SAO PAULO, (Reuters) – Rampant corruption scandals and a deep recession soured many foreign investors on Brazil in recent years, but one Canadian group saw opportunity.
Brookfield Asset Management Inc and its subsidiaries have made nearly a dozen major acquisitions there since 2013. The companies have spent about $10 billion on energy, infrastructure and real estate assets few others would touch due to the legal, political and economic risks involved.
“A crisis is a good time to find value,” said a person close to the group, who called Brookfield a “contrarian investor.”
That includes buying assets from companies entangled in the blockbuster “Car Wash” investigation, which jailed dozens of businessmen and politicians. The deals confirmed Brookfield’s reputation as one of the strongest-stomached investors in Brazil.
In 2016, for example, Brookfield Infrastructure Partners LP led a $5.2 billion acquisition of a pipeline operator from Petroleo Brasileiro SA, the state-controlled oil company at the heart of the Car Wash scandal. Recently, another Petrobras pipeline network with half the capacity fetched a top bid of around $8 billion from other investors. Bargain-hunting Brookfield gave that deal a pass.
The Canadians’ savvy is built on nearly 120 years of experience in South America’s largest economy. But the recent buying spree pushed the company to new extremes of due diligence and bulletproofing, according to interviews with six people involved in the deals.
The company declined to comment on investments in Brazil, which account for about 15 percent of its $286 billion portfolio and represent its biggest market after the United States.
Chief Executive Bruce Flatt, whom some call the Warren Buffett of Canada for his value-investing approach, called recent Brazil acquisitions “quality businesses from sellers in need of capital” in a February letter to investors.
Brookfield’s purchase of gas pipeline operator Nova Transportadora do Sudeste SA (NTS) from Petrobras was part of a controversial divestment program aimed at trimming the oil firm’s massive debt load.
Critics have decried the privatizations, and Ciro Gomes, a leading leftist presidential candidate, has pledged to reverse sales of state energy assets if elected this year.
Foreseeing the risk, Brookfield tasked dozens of lawyers with drafting an ironclad agreement. Brookfield has a right to compensation if Petrobras changes the contracts in a way that hurts the Canadians’ cash flow, according to three people with knowledge of the matter.

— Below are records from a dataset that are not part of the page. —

impl Caller {
    pub fn new<I, S>(name: impl Into<String>, roles: I) -> Self
    where
        I: IntoIterator<Item = S>,
        S: Into<String>,
    {
        Self {
            name: name.into(),
            roles: roles.into_iter().map(Into::into).collect(),
        }
    }
}

// ── Outcome ──────────────────────────────────────────────────────────

/// Result of a committed transition.
///
/// The flags report the decoupled side effects: `content_published`
/// is true only when a publish/unpublish action was attempted and
/// succeeded; `audit_published` reports delivery of the state-change
/// event to the broker.
#[derive(Clone, Debug)]
pub struct TransitionOutcome {
    pub instance: WorkflowInstance,
    pub content_published: bool,
    pub audit_published: bool,
}

// ── Executor ─────────────────────────────────────────────────────────

/// Orchestrates validation, authorization, state mutation, side
/// effects, and audit emission
pub struct TransitionExecutor<R, P, A> {
    repository: Arc<R>,
    publisher: Arc<P>,
    audit: Arc<A>,
    authorizer: TransitionAuthorizer,
    metrics: Arc<dyn MetricsRecorder>,
}

impl<R, P, A> TransitionExecutor<R, P, A>
where
    R: WorkflowRepository,
    P: ContentPublisher,
    A: AuditSink,
{
    pub fn new(repository: Arc<R>, publisher: Arc<P>, audit: Arc<A>) -> Self {
        Self {
            repository,
            publisher,
            audit,
            authorizer: TransitionAuthorizer::new(),
            metrics: Arc::new(NoopMetrics),
        }
    }

    pub fn with_metrics(mut self, metrics: Arc<dyn MetricsRecorder>) -> Self {
        self.metrics = metrics;
        self
    }

    /// Apply a transition rule to an instance.
    ///
    /// Validation, not-found, conflict, and authorization failures
    /// abort before any mutation. After the commit, the publish side
    /// effect and the audit event drain best-effort.
    pub async fn apply_transition(
        &self,
        instance_id: &InstanceId,
        rule_id: &RuleId,
        caller: &Caller,
        comment: Option<&str>,
    ) -> WorkflowResult<TransitionOutcome> {
        let mut instance = self.repository.load_instance(instance_id).await?;
        if instance.status == workflow_types::InstanceStatus::Cancelled {
            return Err(WorkflowError::Validation(format!(
                "instance '{}' is cancelled",
                instance_id
            )));
        }

        let definition = self.repository.load_definition(&instance.definition_id).await?;
        let graph = StateGraph::build(&definition)?;

        let rule = graph
            .rule(rule_id)
            .ok_or_else(|| WorkflowError::RuleNotFound(rule_id.clone()))?
            .clone();

        if rule.from_state != instance.current_state {
            self.metrics.incr(counters::TRANSITIONS_DENIED);
            return Err(WorkflowError::StateConflict {
                expected: rule.from_state.clone(),
                actual: instance.current_state.clone(),
            });
        }
        if !rule.is_active {
            return Err(WorkflowError::Validation(format!(
                "transition rule '{}' is inactive",
                rule.id
            )));
        }
        if rule.requires_comment && is_blank(comment) {
            return Err(WorkflowError::Validation(format!(
                "transition rule '{}' requires a comment",
                rule.id
            )));
        }
        if !self.authorizer.authorize(&rule, &caller.roles) {
            self.metrics.incr(counters::TRANSITIONS_DENIED);
            return Err(WorkflowError::Unauthorized(rule.id.clone()));
        }

        let source = graph
            .state(&rule.from_state)
            .ok_or_else(|| WorkflowError::StateNotFound(rule.from_state.clone()))?
            .clone();
        let target = graph
            .state(&rule.to_state)
            .ok_or_else(|| WorkflowError::StateNotFound(rule.to_state.clone()))?
            .clone();

        let description = if rule.description.is_empty() {
            format!("{} -> {}", source.name, target.name)
        } else {
            rule.description.clone()
        };

        let comment = comment.filter(|c| !c.trim().is_empty()).map(str::to_string);
        let entry = TransitionLogEntry {
            from: source.state_key.clone(),
            to: target.state_key.clone(),
            rule_id: Some(rule.id.clone()),
            actor: caller.name.clone(),
            comment: comment.clone(),
            rejected: false,
            timestamp: Utc::now(),
        };
        let event = build_event(&instance, &source, &target, &description, caller, true, comment);

        self.commit_and_drain(instance_id, &mut instance, &source, &target, entry, event)
            .await
            .map(|outcome| {
                self.metrics.incr(counters::TRANSITIONS_APPLIED);
                tracing::info!(
                    instance_id = %outcome.instance.id,
                    rule_id = %rule.id,
                    from = %source.state_key,
                    to = %target.state_key,
                    content_published = outcome.content_published,
                    audit_published = outcome.audit_published,
                    "Transition applied"
                );
                outcome
            })
    }

    /// Force an instance back to its definition's initial state.
    ///
    /// Rejection is always legal from any non-initial state and
    /// ignores the rule graph by design. The audit event is emitted
    /// with `approved = false`, and the state left is recorded in the
    /// transition log.
    pub async fn reject(
        &self,
        instance_id: &InstanceId,
        caller: &Caller,
        comment: Option<&str>,
    ) -> WorkflowResult<TransitionOutcome> {
        let mut instance = self.repository.load_instance(instance_id).await?;
        if instance.status == workflow_types::InstanceStatus::Cancelled {
            return Err(WorkflowError::Validation(format!(
                "instance '{}' is cancelled",
                instance_id
            )));
        }

        let definition = self.repository.load_definition(&instance.definition_id).await?;
        let graph = StateGraph::build(&definition)?;

        let source = graph
            .state(&instance.current_state)
            .ok_or_else(|| WorkflowError::StateNotFound(instance.current_state.clone()))?
            .clone();
        let target = graph.initial_state().clone();

        if source.id == target.id {
            return Err(WorkflowError::Validation(format!(
                "instance '{}' is already at the initial state",
                instance_id
            )));
        }

        let description = format!("Rejected back to {}", target.name);
        let comment = comment.filter(|c| !c.trim().is_empty()).map(str::to_string);
        let entry = TransitionLogEntry {
            from: source.state_key.clone(),
            to: target.state_key.clone(),
            rule_id: None,
            actor: caller.name.clone(),
            comment: comment.clone(),
            rejected: true,
            timestamp: Utc::now(),
        };
        let event = build_event(&instance, &source, &target, &description, caller, false, comment);

        self.commit_and_drain(instance_id, &mut instance, &source, &target, entry, event)
            .await
            .map(|outcome| {
                self.metrics.incr(counters::TRANSITIONS_REJECTED);
                tracing::info!(
                    instance_id = %outcome.instance.id,
                    from = %source.state_key,
                    to = %target.state_key,
                    "Transition rejected to initial state"
                );
                outcome
            })
    }

    // ── Internal ─────────────────────────────────────────────────────

    /// Mutate the instance, commit it atomically with the outbox
    /// entries, then drain the fresh entries inline.
    async fn commit_and_drain(
        &self,
        instance_id: &InstanceId,
        instance: &mut WorkflowInstance,
        source: &WorkflowState,
        target: &WorkflowState,
        entry: TransitionLogEntry,
        event: StateChangeEvent,
    ) -> WorkflowResult<TransitionOutcome> {
        let expected_version = instance.version;
        instance.enter_state(target.id.clone(), entry, target.is_final);
        instance.version = expected_version + 1;

        let mut entries = Vec::new();
        if let Some(intent) = side_effect_intent(instance, source, target) {
            entries.push(OutboxEntry::new(instance_id.clone(), intent));
        }
        entries.push(OutboxEntry::new(
            instance_id.clone(),
            OutboxIntent::Audit { event },
        ));

        // Durability boundary: everything before this call is
        // side-effect free, everything after it fails soft.
        self.repository
            .save_instance_with_outbox(instance, expected_version, &entries)
            .await?;

        let mut content_published = false;
        let mut audit_published = false;
        for mut entry in entries {
            entry.record_attempt();
            let ok = apply_intent(self.publisher.as_ref(), self.audit.as_ref(), &entry.intent)
                .await;
            if ok {
                entry.mark_done();
                match entry.intent {
                    OutboxIntent::Audit { .. } => audit_published = true,
                    _ => content_published = true,
                }
            } else {
                match entry.intent {
                    OutboxIntent::Audit { .. } => {
                        self.metrics.incr(counters::AUDIT_PUBLISH_FAILURES)
                    }
                    _ => self.metrics.incr(counters::SIDE_EFFECT_FAILURES),
                }
                tracing::warn!(
                    instance_id = %instance_id,
                    intent = entry.intent.kind(),
                    attempts = entry.attempts,
                    "Side effect failed; entry left pending for the relay"
                );
            }
            if let Err(err) = self.repository.update_outbox_entry(&entry).await {
                tracing::warn!(
                    instance_id = %instance_id,
                    entry_id = %entry.id,
                    error = %err,
                    "Failed to update outbox entry after inline drain"
                );
            }
        }

        Ok(TransitionOutcome {
            instance: instance.clone(),
            content_published,
            audit_published,
        })
    }
}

The head of Brazilian investment banking at a global bank, who was not involved in the NTS deal, said it was an example of Brookfield’s willingness to bet big while protecting itself.
“Everyone was stunned by their $5 billion bid at the time,” the banker said. That successful deal persuaded other investors to consider bidding on the other Petrobras pipeline unit, the person added.

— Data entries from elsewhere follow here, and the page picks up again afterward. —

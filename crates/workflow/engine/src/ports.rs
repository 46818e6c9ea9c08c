//! Collaborator contracts consumed by the engine
//!
//! The core owns the transition semantics; everything at the boundary
//! (the CMS publish pipeline, the backing store, the audit broker,
//! metrics) is reached through these narrow interfaces. Adapters live
//! with the infrastructure that implements them; deterministic
//! in-memory versions for tests and local development are in
//! [`crate::memory`].

use crate::outbox::OutboxEntry;
use async_trait::async_trait;
use workflow_types::{
    ContentId, DefinitionId, InstanceId, StateChangeEvent, WorkflowDefinition, WorkflowInstance,
    WorkflowResult,
};

// ── Content Publisher ────────────────────────────────────────────────

/// The CMS publish pipeline.
///
/// Both calls are no-op successes when the content item is already in
/// the target state. Failures are reported as `false`, never raised:
/// publish side effects sit in their own failure domain.
#[async_trait]
pub trait ContentPublisher: Send + Sync {
    async fn publish(&self, content_id: &ContentId, content_type: &str) -> bool;
    async fn unpublish(&self, content_id: &ContentId, content_type: &str) -> bool;
}

// ── Audit Sink ───────────────────────────────────────────────────────

/// Destination of state-change events.
///
/// Implementations serialize and deliver the event to the audit
/// broker. Returns `false` on any serialization or delivery error;
/// the caller logs and proceeds.
#[async_trait]
pub trait AuditSink: Send + Sync {
    async fn publish(&self, event: &StateChangeEvent) -> bool;
}

// ── Workflow Repository ──────────────────────────────────────────────

/// Durable store for definitions, instances, and the transition
/// outbox.
///
/// No transaction semantics are assumed beyond single-call atomicity;
/// `save_instance_with_outbox` is the one composite write and is the
/// durability boundary of a transition. Instance saves are
/// compare-and-swap on the caller-supplied expected version and fail
/// with a version conflict on mismatch.
#[async_trait]
pub trait WorkflowRepository: Send + Sync {
    async fn load_definition(&self, id: &DefinitionId) -> WorkflowResult<WorkflowDefinition>;
    async fn find_definition_by_name(&self, name: &str)
        -> WorkflowResult<Option<WorkflowDefinition>>;
    async fn save_definition(&self, definition: &WorkflowDefinition) -> WorkflowResult<()>;
    async fn delete_definition(&self, id: &DefinitionId) -> WorkflowResult<()>;

    async fn load_instance(&self, id: &InstanceId) -> WorkflowResult<WorkflowInstance>;
    /// The Active instance governing a content item, if one exists
    async fn active_instance_for_content(
        &self,
        content_id: &ContentId,
    ) -> WorkflowResult<Option<WorkflowInstance>>;
    /// True if any instance references the definition
    async fn has_instances(&self, definition_id: &DefinitionId) -> WorkflowResult<bool>;
    /// True if any Active instance references the definition
    async fn has_active_instances(&self, definition_id: &DefinitionId) -> WorkflowResult<bool>;

    /// Compare-and-swap save: `expected_version` is the version the
    /// caller loaded; a stored version that differs fails with
    /// `VersionConflict`. A fresh instance saves with expected
    /// version 0.
    async fn save_instance(
        &self,
        instance: &WorkflowInstance,
        expected_version: u64,
    ) -> WorkflowResult<()>;

    /// Atomically save the instance and enqueue its outbox entries
    async fn save_instance_with_outbox(
        &self,
        instance: &WorkflowInstance,
        expected_version: u64,
        entries: &[OutboxEntry],
    ) -> WorkflowResult<()>;

    /// Oldest pending outbox entries, up to `limit`
    async fn pending_outbox(&self, limit: usize) -> WorkflowResult<Vec<OutboxEntry>>;
    async fn update_outbox_entry(&self, entry: &OutboxEntry) -> WorkflowResult<()>;
}

// ── Metrics Recorder ─────────────────────────────────────────────────

/// Injected counter sink.
///
/// Scoped to the service instance that owns it rather than a
/// process-global registry.
pub trait MetricsRecorder: Send + Sync {
    fn incr(&self, counter: &'static str);
}

/// Counter names recorded by the engine and the audit pipeline
pub mod counters {
    pub const TRANSITIONS_APPLIED: &str = "workflow.transitions.applied";
    pub const TRANSITIONS_REJECTED: &str = "workflow.transitions.rejected";
    pub const TRANSITIONS_DENIED: &str = "workflow.transitions.denied";
    pub const SIDE_EFFECT_FAILURES: &str = "workflow.side_effects.failed";
    pub const AUDIT_PUBLISH_FAILURES: &str = "workflow.audit.publish_failed";
    pub const AUDIT_MESSAGES_ACKED: &str = "workflow.audit.messages_acked";
    pub const AUDIT_MESSAGES_POISON: &str = "workflow.audit.messages_poison";
    pub const AUDIT_MESSAGES_DROPPED: &str = "workflow.audit.messages_dropped";
}

/// Discards every counter
#[derive(Clone, Copy, Debug, Default)]
pub struct NoopMetrics;

impl MetricsRecorder for NoopMetrics {
    fn incr(&self, _counter: &'static str) {}
}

Analysts at Saibus Research raised their target price for shares in Brookfield Infrastructure Partners after the NTS deal, citing a boost to its recurring profit margins. Shares have climbed 18 percent to more than $38 in New York since the deal was reported.
Started in 1899 as the Sao Paulo Railway, Light and Power Company, Brookfield grew into a diversified global investment firm. Until 2005, it went by the name Brascan, a reflection of its roots as a Canadian investment firm in Brazil.

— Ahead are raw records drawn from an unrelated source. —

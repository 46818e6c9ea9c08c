//! Audit events: the wire format of the state-change pipeline
//!
//! One [`StateChangeEvent`] is produced per transition attempt that
//! reaches the applied step. The JSON encoding is camelCase; the read
//! path accepts property names in any casing, because existing
//! producers disagree on it. Timestamps are captured as `Utc::now()`
//! at transition time, never offset.

use crate::id::ContentId;
use chrono::{DateTime, Utc};
use serde::{Deserialize, Serialize};

// ── State Change Event (wire) ────────────────────────────────────────

/// The record describing one applied transition, delivered over the
/// message broker for downstream notification and audit persistence.
#[derive(Clone, Debug, PartialEq, Serialize, Deserialize)]
#[serde(rename_all = "camelCase")]
pub struct StateChangeEvent {
    pub content_id: ContentId,
    pub content_name: String,
    pub from_state: String,
    pub to_state: String,
    pub transition_description: String,
    pub reviewed_by: String,
    /// True for forward transitions, false for the reject operation
    pub approved: bool,
    pub timestamp: DateTime<Utc>,
    pub comments: Option<String>,
    pub success: bool,
    pub error_message: Option<String>,
}

/// Shadow of [`StateChangeEvent`] keyed by folded property names
/// (lowercased, underscores stripped), used by the case-insensitive
/// read path.
#[derive(Deserialize)]
struct StateChangeEventWire {
    #[serde(rename = "contentid")]
    content_id: ContentId,
    #[serde(rename = "contentname", default)]
    content_name: String,
    #[serde(rename = "fromstate")]
    from_state: String,
    #[serde(rename = "tostate")]
    to_state: String,
    #[serde(rename = "transitiondescription", default)]
    transition_description: String,
    #[serde(rename = "reviewedby", default)]
    reviewed_by: String,
    approved: bool,
    timestamp: DateTime<Utc>,
    #[serde(default)]
    comments: Option<String>,
    #[serde(default = "default_success")]
    success: bool,
    #[serde(rename = "errormessage", default)]
    error_message: Option<String>,
}

fn default_success() -> bool {
    true
}

impl From<StateChangeEventWire> for StateChangeEvent {
    fn from(wire: StateChangeEventWire) -> Self {
        Self {
            content_id: wire.content_id,
            content_name: wire.content_name,
            from_state: wire.from_state,
            to_state: wire.to_state,
            transition_description: wire.transition_description,
            reviewed_by: wire.reviewed_by,
            approved: wire.approved,
            timestamp: wire.timestamp,
            comments: wire.comments,
            success: wire.success,
            error_message: wire.error_message,
        }
    }
}

impl StateChangeEvent {
    /// Serialize to the camelCase wire encoding
    pub fn to_json_vec(&self) -> Result<Vec<u8>, serde_json::Error> {
        serde_json::to_vec(self)
    }

    /// Deserialize a payload, accepting property names in any casing.
    ///
    /// Top-level keys are lowercased before field matching, so
    /// `contentId`, `ContentID` and `contentid` all resolve.
    pub fn from_json_slice(payload: &[u8]) -> Result<Self, serde_json::Error> {
        let value: serde_json::Value = serde_json::from_slice(payload)?;
        let normalized = match value {
            serde_json::Value::Object(map) => serde_json::Value::Object(
                map.into_iter()
                    .map(|(key, value)| (key.to_ascii_lowercase().replace('_', ""), value))
                    .collect(),
            ),
            other => other,
        };
        let wire: StateChangeEventWire = serde_json::from_value(normalized)?;
        Ok(wire.into())
    }
}

// ── Audit Record (persisted) ─────────────────────────────────────────

/// The durable, append-only form of a processed state-change event.
///
/// Records are never mutated after insert; stores only bulk-purge
/// them by age.
#[derive(Clone, Debug, PartialEq, Serialize, Deserialize)]
pub struct AuditRecord {
    /// Generated record id; the store upserts by it
    pub id: String,
    pub content_id: ContentId,
    pub content_name: String,
    pub from_state: String,
    pub to_state: String,
    pub transition_description: String,
    pub reviewed_by: String,
    pub approved: bool,
    /// When the transition happened
    pub timestamp: DateTime<Utc>,
    pub comments: Option<String>,
    pub success: bool,
    pub error_message: Option<String>,
    /// When the consumer processed the event
    pub processed_at: DateTime<Utc>,
}

impl AuditRecord {
    /// Build the persisted record from a wire event
    pub fn from_event(event: &StateChangeEvent) -> Self {
        Self {
            id: uuid::Uuid::new_v4().to_string(),
            content_id: event.content_id.clone(),
            content_name: event.content_name.clone(),
            from_state: event.from_state.clone(),
            to_state: event.to_state.clone(),
            transition_description: event.transition_description.clone(),
            reviewed_by: event.reviewed_by.clone(),
            approved: event.approved,
            timestamp: event.timestamp,
            comments: event.comments.clone(),
            success: event.success,
            error_message: event.error_message.clone(),
            processed_at: Utc::now(),
        }
    }
}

Brookfield, too, has grappled with graft allegations in Brazil.
Its homebuilding unit was among around 30 developers accused of paying bribes to building inspectors in Sao Paulo between 2010 and 2012. Former employees of the unit, which later changed its name to Tegra, confessed to paying bribes and were cooperating witnesses in the trial of the building inspectors.
Brookfield said the company was not a target of the investigation and cooperated with authorities.
In a separate case, the U.S. Securities and Exchange Commission (SEC) opened an investigation in 2012 into accusations that Brookfield’s Brazil shopping mall unit bribed Sao Paulo officials to win construction permits. The SEC dropped the case in 2015 without bringing any enforcement action. Brookfield denied wrongdoing.
One of Brookfield’s toughest recent deals will test its ability to avoid fallout from another municipal graft scandal.
Last year it agreed to pay $1 billion for a 70 percent stake in a sewage and water utility owned by Odebrecht SA, an engineering group ensnared in the Car Wash probe. Prosecutors accused Odebrecht of paying bribes to secure contracts with some of the 186 municipalities where the utility operates.
Odebrecht, which reached a leniency deal with prosecutors, said in a statement it is cooperating with law enforcement and “has created internal controls to detect and prevent unlawful behavior.”
Some 60 lawyers working for Brookfield spent eight months assessing the risks. They arranged for $100 million of the purchase price to be set aside to cover potential liabilities if city governments break off contracts or demand compensation due to alleged kickback schemes.
Since subsidiary Brookfield Business Partners LP closed the deal in April 2017, none of the municipal contracts held by the company, now called BRK Ambiental, were rescinded and only one is in litigation, according to two people with knowledge of the matter.